Financial Services Talking Points | 14/06/2017

In today’s talking points: Financial services within Australia accounts for nine percent of the GDP; Australian e-commerce welcoming a new style of payment for Chinese tourists; China continues to open up financial services under a belt and road in Belt and Road initiative; Acceleration in China’s foreign trade.

Australia’s Growing Finance Sector

The Australian Finance Sector has seen significant growth over recent years, becoming the largest share ever of the economy. Financial services within Australia account for nine percent of the GDP within the Australian economy. Kevin Davis, professor of finance at Melbourne University believes that allocating too many resources into the financial sector could potentially slow overall economic growth. The financial sectors of the US, Britain and Canada each represent less than eight percent of their nation’s respective GDP, a little below their sizes before the 2008 crisis. Sally Loane, chief executive of the Financial Services Council, yesterday defended the sector’s stellar growth, highlighting the 420,000 workers it employed.


Chinese payment methods accepted in Australia

As Chinese innovative payment methods such as WeChat Pay and AliPay gain growing momentum in China, Australian start-ups are working to facilitate those payment methods in Australia.
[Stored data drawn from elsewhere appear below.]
//! Typing effect.
//!
//! A typing session clears its sink, then reveals one more character per
//! cadence tick (the first one immediately) and finally hands back its
//! completion effect, one cadence after the last character. One sink holds
//! at most one session: starting another cancels the old one's remaining
//! ticks so characters never interleave.

use std::collections::HashMap;
use std::fmt::Debug;
use std::hash::Hash;

use keepsake_core::error::DomainError;
use tracing::debug;

use crate::scheduler::{Millis, Scheduler, SequenceId};

/// Scheduler payload produced by a typing session.
#[derive(Debug, Clone, Copy, PartialEq, Eq)]
pub enum TypingTick<K> {
    /// Show the first `cursor` characters; zero clears the sink.
    Reveal {
        /// Output sink.
        sink: K,
        /// Session the tick belongs to.
        sequence: SequenceId,
        /// Number of characters visible after this tick.
        cursor: usize,
    },
    /// Every character is visible.
    Complete {
        /// Output sink.
        sink: K,
        /// Session the tick belongs to.
        sequence: SequenceId,
    },
}

impl<K: Copy> TypingTick<K> {
    /// The sink the tick writes to.
    pub fn sink(&self) -> K {
        match self {
            Self::Reveal { sink, .. } | Self::Complete { sink, .. } => *sink,
        }
    }
}

/// What the host does in response to a [`TypingTick`].
#[derive(Debug, Clone, PartialEq, Eq)]
pub enum TypingStep<E> {
    /// Replace the sink's text with this prefix.
    Show(String),
    /// The session finished; execute its completion effect.
    Completed(E),
    /// The tick belongs to a session that was replaced or canceled.
    Stale,
}

#[derive(Debug)]
struct TypingSession<E> {
    text: Vec<char>,
    cursor: usize,
    sequence: SequenceId,
    on_complete: Option<E>,
}

/// Typing sessions, at most one per sink.
#[derive(Debug)]
pub struct Typewriter<K, E> {
    sessions: HashMap<K, TypingSession<E>>,
}

impl<K, E> Default for Typewriter<K, E>
where
    K: Copy + Eq + Hash + Debug,
{
    fn default() -> Self {
        Self::new()
    }
}

impl<K, E> Typewriter<K, E>
where
    K: Copy + Eq + Hash + Debug,
{
    /// Creates a typewriter with no sessions.
    #[must_use]
    pub fn new() -> Self {
        Self {
            sessions: HashMap::new(),
        }
    }

    /// Starts typing `text` into `sink`, one character every `cadence_ms`.
    ///
    /// # Errors
    ///
    /// Returns `DomainError::InvalidConfig` if `cadence_ms` is zero.
    pub fn start<A>(
        &mut self,
        scheduler: &mut Scheduler<A>,
        sink: K,
        text: &str,
        cadence_ms: Millis,
        on_complete: E,
    ) -> Result<SequenceId, DomainError>
    where
        A: From<TypingTick<K>>,
    {
        if cadence_ms == 0 {
            return Err(DomainError::InvalidConfig(
                "typing cadence must be positive".to_owned(),
            ));
        }
        if let Some(previous) = self.sessions.remove(&sink) {
            if scheduler.cancel(previous.sequence) {
                debug!(?sink, sequence = %previous.sequence, "replaced running typing session");
            }
        }

        let text: Vec<char> = text.chars().collect();
        let sequence = scheduler.create_sequence();
        scheduler.schedule(
            sequence,
            0,
            TypingTick::Reveal {
                sink,
                sequence,
                cursor: 0,
            }
            .into(),
        );
        let mut offset: Millis = 0;
        for cursor in 1..=text.len() {
            scheduler.schedule(
                sequence,
                offset,
                TypingTick::Reveal {
                    sink,
                    sequence,
                    cursor,
                }
                .into(),
            );
            offset = offset.saturating_add(cadence_ms);
        }
        scheduler.schedule(sequence, offset, TypingTick::Complete { sink, sequence }.into());
        scheduler.run(sequence);

        self.sessions.insert(
            sink,
            TypingSession {
                text,
                cursor: 0,
                sequence,
                on_complete: Some(on_complete),
            },
        );
        Ok(sequence)
    }

    /// Advances the session a tick belongs to.
    pub fn apply(&mut self, tick: TypingTick<K>) -> TypingStep<E> {
        match tick {
            TypingTick::Reveal {
                sink,
                sequence,
                cursor,
            } => {
                let Some(session) = self.session_mut(sink, sequence) else {
                    return TypingStep::Stale;
                };
                if cursor < session.cursor {
                    return TypingStep::Stale;
                }
                session.cursor = cursor.min(session.text.len());
                TypingStep::Show(session.text[..session.cursor].iter().collect())
            }
            TypingTick::Complete { sink, sequence } => {
                let Some(session) = self.session_mut(sink, sequence) else {
                    return TypingStep::Stale;
                };
                session.cursor = session.text.len();
                session
                    .on_complete
                    .take()
                    .map_or(TypingStep::Stale, TypingStep::Completed)
            }
        }
    }

    /// Whether `sink` has a session that has not completed yet.
    #[must_use]
    pub fn is_typing(&self, sink: K) -> bool {
        self.sessions
            .get(&sink)
            .is_some_and(|s| s.on_complete.is_some())
    }

    /// Number of characters currently visible in `sink`.
    #[must_use]
    pub fn cursor(&self, sink: K) -> Option<usize> {
        self.sessions.get(&sink).map(|s| s.cursor)
    }

    /// Cancels every session and forgets it.
    pub fn cancel_all<A>(&mut self, scheduler: &mut Scheduler<A>) {
        for (_, session) in self.sessions.drain() {
            scheduler.cancel(session.sequence);
        }
    }

    fn session_mut(&mut self, sink: K, sequence: SequenceId) -> Option<&mut TypingSession<E>> {
        self.sessions
            .get_mut(&sink)
            .filter(|session| session.sequence == sequence)
    }
}

#[cfg(test)]
mod tests {
    use super::*;

    type Tick = TypingTick<&'static str>;

    #[derive(Debug, PartialEq)]
    enum Seen {
        Text(Millis, &'static str, String),
        Done(Millis, &'static str),
    }

    fn run_until(
        scheduler: &mut Scheduler<Tick>,
        typewriter: &mut Typewriter<&'static str, &'static str>,
        until: Millis,
    ) -> Vec<Seen> {
        let mut seen = Vec::new();
        while let Some(fired) = scheduler.pop_due(until) {
            let sink = fired.effect.sink();
            match typewriter.apply(fired.effect) {
                TypingStep::Show(text) => seen.push(Seen::Text(fired.at, sink, text)),
                TypingStep::Completed(tag) => seen.push(Seen::Done(fired.at, tag)),
                TypingStep::Stale => {}
            }
        }
        seen
    }

    #[test]
    fn test_reveals_one_character_per_tick_then_completes_once() {
        // Arrange
        let mut scheduler = Scheduler::new();
        let mut typewriter = Typewriter::new();

        // Act
        typewriter
            .start(&mut scheduler, "line", "abc", 50, "done")
            .unwrap();
        let seen = run_until(&mut scheduler, &mut typewriter, 10_000);

        // Assert
        assert_eq!(
            seen,
            vec![
                Seen::Text(0, "line", String::new()),
                Seen::Text(0, "line", "a".to_owned()),
                Seen::Text(50, "line", "ab".to_owned()),
                Seen::Text(100, "line", "abc".to_owned()),
                Seen::Done(150, "done"),
            ]
        );
        assert!(!typewriter.is_typing("line"));
        assert_eq!(typewriter.cursor("line"), Some(3));
    }

    #[test]
    fn test_reveal_count_matches_text_length() {
        for text in ["x", "hello", "Every story starts with a moment..."] {
            let mut scheduler = Scheduler::new();
            let mut typewriter = Typewriter::new();
            typewriter.start(&mut scheduler, "line", text, 10, "done").unwrap();

            let seen = run_until(&mut scheduler, &mut typewriter, u64::MAX);

            let reveals = seen
                .iter()
                .filter(|s| matches!(s, Seen::Text(_, _, t) if !t.is_empty()))
                .count();
            let completions = seen.iter().filter(|s| matches!(s, Seen::Done(..))).count();
            assert_eq!(reveals, text.chars().count());
            assert_eq!(completions, 1);
            assert!(matches!(seen.last(), Some(Seen::Done(..))));
        }
    }

    #[test]
    fn test_empty_text_completes_immediately() {
        let mut scheduler = Scheduler::new();
        let mut typewriter = Typewriter::new();

        typewriter.start(&mut scheduler, "line", "", 50, "done").unwrap();
        let seen = run_until(&mut scheduler, &mut typewriter, 0);

        assert_eq!(
            seen,
            vec![Seen::Text(0, "line", String::new()), Seen::Done(0, "done")]
        );
    }

    #[test]
    fn test_zero_cadence_is_invalid_config() {
        let mut scheduler: Scheduler<Tick> = Scheduler::new();
        let mut typewriter: Typewriter<&'static str, &'static str> = Typewriter::new();

        let result = typewriter.start(&mut scheduler, "line", "abc", 0, "done");

        assert!(matches!(result, Err(DomainError::InvalidConfig(_))));
        assert_eq!(scheduler.pending(), 0);
    }

    #[test]
    fn test_new_session_on_same_sink_cancels_previous_ticks() {
        // Arrange
        let mut scheduler = Scheduler::new();
        let mut typewriter = Typewriter::new();
        typewriter
            .start(&mut scheduler, "line", "hello", 50, "first")
            .unwrap();
        let _ = run_until(&mut scheduler, &mut typewriter, 60);

        // Act
        typewriter.start(&mut scheduler, "line", "ok", 50, "second").unwrap();
        let seen = run_until(&mut scheduler, &mut typewriter, 10_000);

        // Assert
        assert_eq!(
            seen,
            vec![
                Seen::Text(60, "line", String::new()),
                Seen::Text(60, "line", "o".to_owned()),
                Seen::Text(110, "line", "ok".to_owned()),
                Seen::Done(160, "second"),
            ]
        );
    }

    #[test]
    fn test_sessions_on_different_sinks_run_side_by_side() {
        let mut scheduler = Scheduler::new();
        let mut typewriter = Typewriter::new();
        typewriter.start(&mut scheduler, "a", "12", 100, "a-done").unwrap();
        typewriter.start(&mut scheduler, "b", "xy", 30, "b-done").unwrap();

        let seen = run_until(&mut scheduler, &mut typewriter, 10_000);

        let done: Vec<&Seen> = seen.iter().filter(|s| matches!(s, Seen::Done(..))).collect();
        assert_eq!(done, vec![&Seen::Done(60, "b-done"), &Seen::Done(200, "a-done")]);
    }

    #[test]
    fn test_ticks_from_replaced_session_are_stale() {
        let mut scheduler: Scheduler<Tick> = Scheduler::new();
        let mut typewriter = Typewriter::new();
        let old = typewriter
            .start(&mut scheduler, "line", "abc", 50, "old")
            .unwrap();
        typewriter.start(&mut scheduler, "line", "xyz", 50, "new").unwrap();

        let step = typewriter.apply(TypingTick::Complete {
            sink: "line",
            sequence: old,
        });

        assert_eq!(step, TypingStep::Stale);
        assert!(typewriter.is_typing("line"));
    }

    #[test]
    fn test_cancel_all_silences_every_sink() {
        let mut scheduler = Scheduler::new();
        let mut typewriter = Typewriter::new();
        typewriter.start(&mut scheduler, "a", "abc", 50, "a").unwrap();
        typewriter.start(&mut scheduler, "b", "abc", 50, "b").unwrap();

        typewriter.cancel_all(&mut scheduler);

        assert!(run_until(&mut scheduler, &mut typewriter, 10_000).is_empty());
    }
}
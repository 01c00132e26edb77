//! Keepsake — presentation context.
//!
//! Responsible for step progression, the per-step reveal choreography
//! (typed intro, timeline, chat, envelope), user input mapping and the
//! presentation journal.

pub mod application;
pub mod domain;
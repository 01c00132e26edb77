//! Presentation content.

use keepsake_core::error::DomainError;
use keepsake_core::view::StepId;
use serde::{Deserialize, Serialize};

/// One timeline entry.
#[derive(Debug, Clone, PartialEq, Eq, Serialize, Deserialize)]
pub struct Moment {
    /// Caption shown under the image.
    pub caption: String,
    /// Image reference, resolved by the view.
    pub image: String,
}

impl Moment {
    fn new(caption: &str, image: &str) -> Self {
        Self {
            caption: caption.to_owned(),
            image: image.to_owned(),
        }
    }
}

/// A prompt with the options offered at a choice step.
#[derive(Debug, Clone, PartialEq, Eq, Serialize, Deserialize)]
pub struct ChoicePrompt {
    /// The question.
    pub prompt: String,
    /// Option labels; every option leads to the same next step.
    pub options: Vec<String>,
}

/// Everything the presentation says and shows.
#[derive(Debug, Clone, PartialEq, Eq, Serialize, Deserialize)]
#[serde(deny_unknown_fields)]
pub struct Script {
    /// Lines typed one after another on the intro step.
    pub intro_lines: Vec<String>,
    /// First choice.
    pub question: ChoicePrompt,
    /// Timeline entries, in order.
    pub moments: Vec<Moment>,
    /// Chat messages, in order.
    pub chat_messages: Vec<String>,
    /// Second choice.
    pub reflection: ChoicePrompt,
    /// Message revealed by the envelope.
    pub final_message: String,
    /// Shown when the user freezes the ending.
    pub freeze_acknowledgement: String,
}

impl Default for Script {
    fn default() -> Self {
        Self {
            intro_lines: vec![
                "Every story starts with a moment...".to_owned(),
                "This is ours.".to_owned(),
            ],
            question: ChoicePrompt {
                prompt: "Do you remember how it started?".to_owned(),
                options: vec!["I remember".to_owned(), "Remind me".to_owned()],
            },
            moments: vec![
                Moment::new("The first time...", "assets/The first time.jpg"),
                Moment::new("The first laugh...", "assets/The first laugh.jpg"),
                Moment::new("The first silence...", "assets/The first silence.jpg"),
                Moment::new(
                    "The moment everything changed.",
                    "assets/The moment everything changed.jpg",
                ),
            ],
            chat_messages: vec![
                "I never said this out loud...".to_owned(),
                "But I felt it every time.".to_owned(),
                "You felt like home.".to_owned(),
            ],
            reflection: ChoicePrompt {
                prompt: "What would you keep?".to_owned(),
                options: vec!["Every moment".to_owned(), "Just this one".to_owned()],
            },
            final_message: "Some moments are meant to be kept.".to_owned(),
            freeze_acknowledgement: "The moment is yours to keep.".to_owned(),
        }
    }
}

impl Script {
    /// Parses a script from YAML and validates it.
    ///
    /// # Errors
    ///
    /// Returns `DomainError::InvalidConfig` if the YAML is malformed or the
    /// script fails [`Script::validate`].
    pub fn from_yaml(source: &str) -> Result<Self, DomainError> {
        let script: Self = serde_yaml::from_str(source)
            .map_err(|e| DomainError::InvalidConfig(format!("script: {e}")))?;
        script.validate()?;
        Ok(script)
    }

    /// Checks that the timeline and both choices have something to offer.
    ///
    /// # Errors
    ///
    /// Returns `DomainError::InvalidConfig` naming the empty section.
    pub fn validate(&self) -> Result<(), DomainError> {
        if self.moments.is_empty() {
            return Err(DomainError::InvalidConfig(
                "script needs at least one moment".to_owned(),
            ));
        }
        for (name, prompt) in [("question", &self.question), ("reflection", &self.reflection)] {
            if prompt.options.is_empty() {
                return Err(DomainError::InvalidConfig(format!(
                    "{name} needs at least one option"
                )));
            }
        }
        Ok(())
    }

    /// The prompt shown at a choice step.
    #[must_use]
    pub fn prompt(&self, step: StepId) -> Option<&ChoicePrompt> {
        match step {
            StepId::Question => Some(&self.question),
            StepId::Reflection => Some(&self.reflection),
            _ => None,
        }
    }
}

#[cfg(test)]
mod tests {
    use super::*;

    #[test]
    fn test_default_script_has_original_content() {
        let script = Script::default();

        assert_eq!(script.validate(), Ok(()));
        assert_eq!(script.intro_lines.len(), 2);
        assert_eq!(script.moments.len(), 4);
        assert_eq!(script.chat_messages.len(), 3);
        assert_eq!(script.moments[3].caption, "The moment everything changed.");
    }

    #[test]
    fn test_script_parses_from_yaml() {
        // Arrange
        let yaml = r#"
intro_lines: ["Hello."]
question: { prompt: "Ready?", options: ["Yes", "Also yes"] }
moments:
  - { caption: "Only moment", image: "only.jpg" }
chat_messages: []
reflection: { prompt: "And now?", options: ["Go on"] }
final_message: "Bye."
freeze_acknowledgement: "Kept."
"#;

        // Act
        let script = Script::from_yaml(yaml).unwrap();

        // Assert
        assert_eq!(script.intro_lines, vec!["Hello.".to_owned()]);
        assert_eq!(script.moments[0].image, "only.jpg");
        assert!(script.chat_messages.is_empty());
        assert_eq!(script.reflection.options.len(), 1);
    }

    #[test]
    fn test_script_with_unknown_field_is_invalid_config() {
        let yaml = "intro_lines: []\nsoundtrack: song.mp3\n";

        assert!(matches!(
            Script::from_yaml(yaml),
            Err(DomainError::InvalidConfig(_))
        ));
    }

    #[test]
    fn test_script_without_moments_is_invalid_config() {
        let script = Script {
            moments: Vec::new(),
            ..Script::default()
        };

        assert!(matches!(script.validate(), Err(DomainError::InvalidConfig(_))));
    }

    #[test]
    fn test_choice_without_options_is_invalid_config() {
        let mut script = Script::default();
        script.reflection.options.clear();

        let result = script.validate();

        assert!(matches!(result, Err(DomainError::InvalidConfig(m)) if m.contains("reflection")));
    }

    #[test]
    fn test_prompt_exists_only_for_choice_steps() {
        let script = Script::default();

        for step in StepId::ALL {
            assert_eq!(script.prompt(step).is_some(), step.is_choice(), "{step}");
        }
    }
}
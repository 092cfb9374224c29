use axum::{
    extract::Request,
    http::{HeaderValue, Method, StatusCode, header},
    middleware::Next,
    response::{IntoResponse, Response},
};

/// Wildcard CORS on every response. Preflight `OPTIONS` requests are answered
/// with 204 without reaching a handler.
pub async fn cors(req: Request, next: Next) -> Response {
    let mut response = if req.method() == Method::OPTIONS {
        StatusCode::NO_CONTENT.into_response()
    } else {
        next.run(req).await
    };

    let headers = response.headers_mut();
    headers.insert(
        header::ACCESS_CONTROL_ALLOW_ORIGIN,
        HeaderValue::from_static("*"),
    );
    headers.insert(
        header::ACCESS_CONTROL_ALLOW_HEADERS,
        HeaderValue::from_static("Content-Type"),
    );
    headers.insert(
        header::ACCESS_CONTROL_ALLOW_METHODS,
        HeaderValue::from_static("GET,POST,OPTIONS"),
    );

    response
}
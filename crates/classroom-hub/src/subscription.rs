use std::fmt;
use std::sync::Arc;

use tokio::sync::mpsc;
use uuid::Uuid;

use crate::hub::Hub;

/// Server-generated identifier for one subscriber.
#[derive(Debug, Clone, Copy, PartialEq, Eq, Hash)]
pub struct SubscriberId(Uuid);

impl SubscriberId {
    pub fn new() -> Self {
        Self(Uuid::new_v4())
    }
}

impl Default for SubscriberId {
    fn default() -> Self {
        Self::new()
    }
}

impl fmt::Display for SubscriberId {
    fn fmt(&self, f: &mut fmt::Formatter<'_>) -> fmt::Result {
        self.0.fmt(f)
    }
}

/// Receiving end of one subscriber queue.
///
/// Dropping it unregisters the subscriber, so every exit path of a stream
/// (client gone, server shutdown, handler error) releases the queue.
pub struct Subscription {
    id: SubscriberId,
    rx: mpsc::Receiver<Arc<str>>,
    hub: Hub,
}

impl Subscription {
    pub(crate) fn new(id: SubscriberId, rx: mpsc::Receiver<Arc<str>>, hub: Hub) -> Self {
        Self { id, rx, hub }
    }

    pub fn id(&self) -> SubscriberId {
        self.id
    }

    /// Next JSON message, or `None` once the hub has closed this queue.
    pub async fn recv(&mut self) -> Option<Arc<str>> {
        self.rx.recv().await
    }

    pub fn try_recv(&mut self) -> Option<Arc<str>> {
        self.rx.try_recv().ok()
    }

    /// Unregister now instead of waiting for drop.
    pub fn close(self) {
        drop(self);
    }
}

impl Drop for Subscription {
    fn drop(&mut self) {
        self.rx.close();
        self.hub.unsubscribe(self.id);
    }
}
mod config;

use std::net::SocketAddr;
use std::sync::Arc;

use tower_http::trace::TraceLayer;
use tracing::info;

use classroom_api::{AppState, AppStateInner};
use classroom_hub::Hub;
use classroom_store::Store;

use crate::config::ServerConfig;

#[tokio::main]
async fn main() -> anyhow::Result<()> {
    // Load .env if present
    let _ = dotenvy::dotenv();

    // Init logging
    tracing_subscriber::fmt()
        .with_env_filter(
            tracing_subscriber::EnvFilter::try_from_default_env()
                .unwrap_or_else(|_| "classroom=debug,tower_http=debug".into()),
        )
        .init();

    let config = ServerConfig::from_env()?;

    // Shared state
    let hub = Hub::with_capacity(config.subscriber_capacity);
    let state: AppState = Arc::new(
        AppStateInner::new(Store::new(config.seed.clone()), hub.clone())
            .with_keep_alive(config.keep_alive),
    );

    let app = classroom_api::router(state).layer(TraceLayer::new_for_http());

    let addr: SocketAddr = format!("{}:{}", config.host, config.port).parse()?;
    info!("Classroom backend listening on {}", addr);

    let listener = tokio::net::TcpListener::bind(addr).await?;
    axum::serve(listener, app)
        .with_graceful_shutdown(shutdown_signal(hub))
        .await?;

    info!("Classroom backend stopped");
    Ok(())
}

/// Resolves on Ctrl-C or SIGTERM. Closing the hub ends every open event
/// stream so the server can finish draining connections.
async fn shutdown_signal(hub: Hub) {
    let ctrl_c = async {
        let _ = tokio::signal::ctrl_c().await;
    };

    #[cfg(unix)]
    let terminate = async {
        match tokio::signal::unix::signal(tokio::signal::unix::SignalKind::terminate()) {
            Ok(mut signal) => {
                signal.recv().await;
            }
            Err(_) => std::future::pending::<()>().await,
        }
    };

    #[cfg(not(unix))]
    let terminate = std::future::pending::<()>();

    tokio::select! {
        _ = ctrl_c => {},
        _ = terminate => {},
    }

    let closed = hub.close_all();
    info!("Shutting down, closed {} event stream(s)", closed);
}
One start-up from Melbourne, backed with Chinese funding, allows businesses to issue and pay invoices in their preferred currency at mid-market foreign exchange rate. This not only allows Chinese consumers to enjoy their preferred payment experience in Australia, but also helps drive sales for Australian exporters and retail stores given the ever-increasing numbers of Chinese tourists and students in Australia and shoppers online. Chinese investors will also benefit from the process given Australia’s thriving fintech scene and its overall highly regarded financial regulatory systems.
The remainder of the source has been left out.